Artikelnya yang terakhir “Behind The Screen Target" menunjukan pola pikir dan niatan untuk berperan seolah sebagai ‘man behind the screen’ pihak penguasa, tapi apa lacur latar belakang berbagai artikelnya pra pilpres yang lalu adalah rekam jejak loyalitas yang tak jelas dan cerdas.
Ditilik dari artikel sebelumnya "Pecat Ali Lubis" yang kontennya justru 'menghalalkan' tingkah polah politik Ali Lubis menyerang Anies, maka upaya menghapus jejak blundernya itu menjadi semakin menjelaskan karakter Zeng yang 'sodok kanan klu kiri kuat dan sodok kiri klu kanan kuat'.
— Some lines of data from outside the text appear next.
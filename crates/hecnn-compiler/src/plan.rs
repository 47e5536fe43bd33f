// SPDX-License-Identifier: LGPL-3.0-only
//
// This file is provided WITHOUT ANY WARRANTY;
// without even the implied warranty of MERCHANTABILITY
// or FITNESS FOR A PARTICULAR PURPOSE.

//! The compiler's entry point, per spec.md §4.4's numbered algorithm,
//! grounded in `examples/original_source/pp_cnn/src/cnn/load_model.cpp`'s
//! `loadLayers`: walks the descriptor list, peeking one entry ahead to
//! decide `FuseConvBN` fusion, and threads `CompileState` through each
//! builder call in `hecnn-compiler::builders`.

use hecnn_fhe::{FheCapability, RelinKey};
use hecnn_layers::OperatorNode;
use hecnn_model::{CoreError, CoreResult};

use crate::builders;
use crate::state::{CompileOptions, CompileState};
use crate::topology::TopologyDescriptor;
use crate::weights::WeightsStore;

/// A compiled network: the ordered operator list plus the number of levels
/// it consumes, per spec.md §3's "Network Plan" entity. Dropping it frees
/// every pre-lowered plaintext operand it owns (spec.md §9).
pub struct NetworkPlan {
    pub nodes: Vec<OperatorNode>,
    pub consumed_level: u32,
}

/// Compiles a topology descriptor plus weights store into an ordered
/// operator list, per spec.md §4.4. `relin_key` is cloned into each
/// Activation node that needs it (relinearization keys are cheap, immutable
/// handles shared read-only from the Key Registry for the query's lifetime).
pub fn compile(
    fhe: &dyn FheCapability,
    descriptor: &TopologyDescriptor,
    weights: &WeightsStore,
    options: CompileOptions,
    scale_bits: u32,
    level_budget: u32,
    relin_key: &RelinKey,
) -> CoreResult<NetworkPlan> {
    let mut state = CompileState::default();
    let mut nodes = Vec::with_capacity(descriptor.config.len());

    let entries = &descriptor.config;
    let mut i = 0;
    while i < entries.len() {
        let entry = &entries[i];
        let is_fusable_trainable =
            matches!(entry.class_name.as_str(), "Conv2D" | "Dense") && options.fuse_conv_bn();
        let next_is_bn = entries
            .get(i + 1)
            .is_some_and(|next| next.class_name == "BatchNormalization");

        if is_fusable_trainable && next_is_bn {
            let node = match entry.class_name.as_str() {
                "Conv2D" => builders::build_conv2d_fused_bn(
                    fhe,
                    &entry.config,
                    &entries[i + 1].config,
                    weights,
                    &mut state,
                    &options,
                    scale_bits,
                    level_budget,
                )?,
                "Dense" => builders::build_dense_fused_bn(
                    fhe,
                    &entry.config,
                    &entries[i + 1].config,
                    weights,
                    &mut state,
                    &options,
                    scale_bits,
                    level_budget,
                )?,
                _ => unreachable!("is_fusable_trainable only matches Conv2D | Dense"),
            };
            nodes.push(node);
            i += 2;
            continue;
        }

        let node = match entry.class_name.as_str() {
            "Conv2D" => {
                builders::build_conv2d(fhe, &entry.config, weights, &mut state, &options, scale_bits, level_budget)?
            }
            "AveragePooling2D" => {
                builders::build_average_pooling2d(fhe, &entry.config, &mut state, &options, scale_bits)?
            }
            "BatchNormalization" => builders::build_batch_normalization(
                fhe,
                &entry.config,
                weights,
                &mut state,
                scale_bits,
                level_budget,
            )?,
            "Dense" => {
                builders::build_dense(fhe, &entry.config, weights, &mut state, &options, scale_bits, level_budget)?
            }
            "Activation" => builders::build_activation(
                fhe,
                &entry.config,
                &mut state,
                &options,
                relin_key.clone(),
                scale_bits,
                level_budget,
            )?,
            "Flatten" => builders::build_flatten(&entry.config, &mut state)?,
            "GlobalAveragePooling2D" => {
                builders::build_global_average_pooling2d(fhe, &entry.config, &mut state, &options, scale_bits)?
            }
            other => return Err(CoreError::InvalidTopology(format!("unknown layer class '{other}'"))),
        };
        nodes.push(node);
        i += 1;
    }

    Ok(NetworkPlan {
        nodes,
        consumed_level: state.consumed_level,
    })
}

#[cfg(test)]
mod tests {
    use super::*;

    /// `compile` needs a live `FheCapability` to encode anything, so the
    /// lookahead/dispatch logic itself is exercised through
    /// `hecnn-worker`'s integration tests against a real `SealCkksEngine`;
    /// here we only confirm the descriptor this test relies on parses the
    /// way the fusion check above expects (adjacent Conv2D/BatchNormalization).
    #[test]
    fn descriptor_with_adjacent_bn_parses_for_fusion_lookahead() {
        let json = r#"{"config": [
            {"class_name": "Conv2D", "config": {"name": "conv2d", "batch_input_shape": [null, 4, 4, 1], "filters": 2, "kernel_size": [2, 2], "strides": [1, 1], "padding": "valid"}},
            {"class_name": "BatchNormalization", "config": {"name": "bn"}}
        ]}"#;
        let descriptor = TopologyDescriptor::parse(json).unwrap();
        assert_eq!(descriptor.config[0].class_name, "Conv2D");
        assert_eq!(descriptor.config[1].class_name, "BatchNormalization");
    }
}
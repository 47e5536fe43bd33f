// SPDX-License-Identifier: LGPL-3.0-only
//
// This file is provided WITHOUT ANY WARRANTY;
// without even the implied warranty of MERCHANTABILITY
// or FITNESS FOR A PARTICULAR PURPOSE.

//! Server-side connection state machine, per spec.md §4.10 ("states
//! `Ready`, `Exit`; events `Query`, `ResultRequest`"), grounded in
//! `examples/original_source/ppcnn/ppcnn_server/ppcnn_server_state.{hpp,cpp}`'s
//! `StateId_t`/`Event_t`/`StateReady`. The original's `StateReady::set`
//! accepted every event unconditionally (a bare `switch` with only a
//! `default: break`); this system keeps that permissiveness for `Ready` but
//! makes `Exit` genuinely terminal, so a dispatch loop that already closed
//! out a connection can't be driven to process another frame on it.

use crate::error::{ProtocolError, ProtocolResult};

#[derive(Debug, Clone, Copy, PartialEq, Eq)]
pub enum ServerState {
    Ready,
    Exit,
}

#[derive(Debug, Clone, Copy, PartialEq, Eq)]
pub enum Event {
    Query,
    ResultRequest,
}

impl Event {
    fn name(self) -> &'static str {
        match self {
            Event::Query => "Query",
            Event::ResultRequest => "ResultRequest",
        }
    }
}

impl ServerState {
    fn name(self) -> &'static str {
        match self {
            ServerState::Ready => "Ready",
            ServerState::Exit => "Exit",
        }
    }

    /// Validates that `event` is legal in the current state, per spec.md
    /// §4.10's "handlers refuse out-of-state frames". Never itself
    /// transitions the state — `Ready` accepts both events and stays
    /// `Ready`; callers move to `Exit` explicitly via [`ServerState::close`]
    /// when the connection is done.
    pub fn handle(&self, event: Event) -> ProtocolResult<()> {
        match self {
            ServerState::Ready => Ok(()),
            ServerState::Exit => Err(ProtocolError::InvalidTransition {
                state: self.name().to_string(),
                event: event.name().to_string(),
            }),
        }
    }

    pub fn close(&mut self) {
        *self = ServerState::Exit;
    }

    pub fn is_exit(self) -> bool {
        self == ServerState::Exit
    }
}

impl Default for ServerState {
    fn default() -> Self {
        ServerState::Ready
    }
}

#[cfg(test)]
mod tests {
    use super::*;

    #[test]
    fn ready_state_accepts_both_events() {
        let state = ServerState::Ready;
        assert!(state.handle(Event::Query).is_ok());
        assert!(state.handle(Event::ResultRequest).is_ok());
    }

    #[test]
    fn exit_state_refuses_every_event() {
        let mut state = ServerState::Ready;
        state.close();
        assert!(matches!(state.handle(Event::Query), Err(ProtocolError::InvalidTransition { .. })));
    }
}
// SPDX-License-Identifier: LGPL-3.0-only
//
// This file is provided WITHOUT ANY WARRANTY;
// without even the implied warranty of MERCHANTABILITY
// or FITNESS FOR A PARTICULAR PURPOSE.

use serde::{Deserialize, Serialize};

/// Optimization level, threaded through the compiler as part of
/// `ComputationParams`. Ordinal values match spec.md §6's CLI encoding.
#[derive(Debug, Clone, Copy, PartialEq, Eq, Serialize, Deserialize)]
#[repr(u8)]
pub enum OptLevel {
    None = 0,
    FuseConvBN = 1,
    OptActivation = 2,
    OptPooling = 3,
    All = 4,
}

impl OptLevel {
    pub fn from_code(code: u8) -> Option<Self> {
        match code {
            0 => Some(Self::None),
            1 => Some(Self::FuseConvBN),
            2 => Some(Self::OptActivation),
            3 => Some(Self::OptPooling),
            4 => Some(Self::All),
            _ => None,
        }
    }

    pub fn fuse_conv_bn(self) -> bool {
        matches!(self, Self::FuseConvBN | Self::All)
    }

    pub fn opt_activation(self) -> bool {
        matches!(self, Self::OptActivation | Self::All)
    }

    pub fn opt_pooling(self) -> bool {
        matches!(self, Self::OptPooling | Self::All)
    }
}

/// Polynomial activation family selector. `Square` is exact (no
/// approximation range); the rest are degree-4 least-squares fits over a
/// symmetric input range, see `hecnn-layers::activation`.
#[derive(Debug, Clone, Copy, PartialEq, Eq, Serialize, Deserialize)]
pub enum ActivationFamily {
    Square,
    SwishRg4Deg4,
    SwishRg6Deg4,
    MishRg4Deg4,
    MishRg6Deg4,
}

impl ActivationFamily {
    pub fn parse(s: &str) -> Option<Self> {
        match s {
            "square" => Some(Self::Square),
            "swish_rg4_deg4" => Some(Self::SwishRg4Deg4),
            "swish_rg6_deg4" => Some(Self::SwishRg6Deg4),
            "mish_rg4_deg4" => Some(Self::MishRg4Deg4),
            "mish_rg6_deg4" => Some(Self::MishRg6Deg4),
            _ => None,
        }
    }

    /// Derives the default activation family from a model name containing
    /// `CKKS-<family>`, per spec.md §6.
    pub fn from_model_name(model_name: &str) -> Option<Self> {
        let marker = "CKKS-";
        let idx = model_name.find(marker)?;
        let rest = &model_name[idx + marker.len()..];
        for candidate in [
            Self::SwishRg4Deg4,
            Self::SwishRg6Deg4,
            Self::MishRg4Deg4,
            Self::MishRg6Deg4,
            Self::Square,
        ] {
            if rest.starts_with(candidate.descriptor_name()) {
                return Some(candidate);
            }
        }
        None
    }

    pub fn descriptor_name(self) -> &'static str {
        match self {
            Self::Square => "square",
            Self::SwishRg4Deg4 => "swish_rg4_deg4",
            Self::SwishRg6Deg4 => "swish_rg6_deg4",
            Self::MishRg4Deg4 => "mish_rg4_deg4",
            Self::MishRg6Deg4 => "mish_rg6_deg4",
        }
    }
}

/// Per-query computation request, named in spec.md §3. Identifies both the
/// shape of the input and which trained topology/weight store to compile
/// against.
#[derive(Debug, Clone, Serialize, Deserialize)]
pub struct ComputationParams {
    pub img_height: u32,
    pub img_width: u32,
    pub img_channels: u32,
    pub label_count: u32,
    pub dataset: String,
    pub model: String,
    pub opt_level: OptLevel,
    pub activation: ActivationFamily,
}

impl ComputationParams {
    pub fn input_len(&self) -> usize {
        (self.img_height * self.img_width * self.img_channels) as usize
    }
}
Mendompleng masuknya Prabowo ke kabinet adalah dalih yang coba dipakainya untuk tidak memihak suara kebenaran dan keadilan ditengah masyarakat yang akhir-akhir ini terus mengalir deras di medan media sosial khususnya.
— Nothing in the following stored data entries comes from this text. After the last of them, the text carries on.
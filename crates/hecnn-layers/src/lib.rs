// SPDX-License-Identifier: LGPL-3.0-only
//
// This file is provided WITHOUT ANY WARRANTY;
// without even the implied warranty of MERCHANTABILITY
// or FITNESS FOR A PARTICULAR PURPOSE.

//! Homomorphic CNN layer operators, per spec.md §4.3: Conv2D,
//! AveragePooling2D, BatchNormalization, Dense, Activation, Flatten,
//! GlobalAveragePooling2D, plus the fused Conv2D+BN / Dense+BN variants.

pub mod activation;
pub mod batch_norm;
pub mod conv2d;
pub mod dense;
pub mod flatten;
pub mod operator;
pub mod pooling;
pub mod shapes;
pub mod tensor;

pub use activation::EncodedActivation;
pub use batch_norm::BatchNormOp;
pub use conv2d::Conv2DOp;
pub use dense::DenseOp;
pub use flatten::FlattenOp;
pub use operator::OperatorNode;
pub use pooling::{AveragePoolingOp, GlobalAveragePoolingOp};
pub use shapes::{compute_spatial_shape, is_out_of_range, Padding, SpatialShape};
pub use tensor::{Tensor3, Vector1};
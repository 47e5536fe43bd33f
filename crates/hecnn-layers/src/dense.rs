// SPDX-License-Identifier: LGPL-3.0-only
//
// This file is provided WITHOUT ANY WARRANTY;
// without even the implied warranty of MERCHANTABILITY
// or FITNESS FOR A PARTICULAR PURPOSE.

//! Dense (matrix-vector multiply), per spec.md §4.3, grounded in
//! `examples/original_source/ppcnn/ppcnn_server/cnn/dense.cpp`.

use ndarray::Array2;
use rayon::prelude::*;

use hecnn_fhe::{Ciphertext, FheCapability, FheResult, Plaintext};

use crate::tensor::Vector1;

pub struct DenseOp {
    pub in_units: usize,
    pub out_units: usize,
    /// `[in_units][out_units]`
    pub plain_weights: Array2<Plaintext>,
    pub plain_biases: Vec<Plaintext>,
}

impl DenseOp {
    pub fn new(in_units: usize, out_units: usize, plain_weights: Array2<Plaintext>, plain_biases: Vec<Plaintext>) -> Self {
        Self {
            in_units,
            out_units,
            plain_weights,
            plain_biases,
        }
    }

    /// One level consumed: the rescale after the accumulated dot product.
    pub fn forward(&self, fhe: &dyn FheCapability, scale_bits: u32, input: &Vector1) -> FheResult<Vector1> {
        (0..self.out_units)
            .into_par_iter()
            .map(|ou| {
                let mut acc: Option<Ciphertext> = None;
                for iu in 0..self.in_units {
                    let weighted = fhe.multiply_plain(&input[iu], &self.plain_weights[[iu, ou]])?;
                    acc = Some(match acc {
                        None => weighted,
                        Some(running) => fhe.add(&running, &weighted)?,
                    });
                }
                let acc = acc.expect("dense layer always has at least one input unit");
                let acc = fhe.rescale_to_next(&acc)?;
                let mut acc = acc;
                fhe.reassign_scale(&mut acc, scale_bits);
                fhe.add_plain(&acc, &self.plain_biases[ou])
            })
            .collect()
    }
}
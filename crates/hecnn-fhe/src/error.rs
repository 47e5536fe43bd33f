// SPDX-License-Identifier: LGPL-3.0-only
//
// This file is provided WITHOUT ANY WARRANTY;
// without even the implied warranty of MERCHANTABILITY
// or FITNESS FOR A PARTICULAR PURPOSE.

use thiserror::Error;

/// Failure modes of the FHE Capability Interface, per spec.md §4.1: every
/// operation may fail with one of these three, plus a catch-all for the
/// underlying backend surfacing something this layer doesn't model.
#[derive(Debug, Error)]
pub enum FheError {
    #[error("operand parameters disagree with the registered scheme ({0})")]
    SchemeMismatch(String),

    #[error("multiplicative level budget exhausted (current level {level})")]
    LevelExhausted { level: u32 },

    #[error("ciphertext/plaintext scale mismatch: {lhs} vs {rhs}")]
    ScaleMismatch { lhs: f64, rhs: f64 },

    #[error("backend error: {0}")]
    Backend(String),
}

pub type FheResult<T> = std::result::Result<T, FheError>;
Zeng lupa masuknya Prabowo ke Kabinet bukan semata-mata berarti pembenaran segala sepak terjang yang menekan keadilan atas kehidupan rakyat di mana-mana. Tetapi memahami negara harus dijaga dibela sampai mati bila perlu. Itulah sejatinya jiwa Prabowo.
Jadi mengais upaya membela sosok Abu Janda si pemecah belah kerukunan bangsa sekaligus mensejajarkannya dengan Pigai, Nababan apalagi Listyo yang level intelijennya jauh di atas.
Tidak ada satupun langkah Pigai untuk memanfaatkan dirinya sebagai orang Papua, justru dia bersuara untuk rakyat Papua, terbukti KNPI Papua dan rakyatnya mengajukan protes keras atas penghinaan yang ditujukan ke Pigai. Masak Zeng tidak paham hal ini.
Protes Pigai tentang Vaksin tak jauh berbeda dengan Ribka Tjiptaning yang posisinya digeser ke komisi lain di DPR. Seyogianya inilah yang patut diulas Zeng kenapa bersuara yang benar saja harus berotasi keluar dari bidangnya.
Membela Abu Janda tanpa makna yang menyertai penyebabnya sama saja meremehkan elemen-elemen kaum intelektual dan aktivis pro keadilan yang bersifat universal itu, dikecualikan dalam hal ini bila yang bersangkutan memang demi ego diri menganut paham adu domba.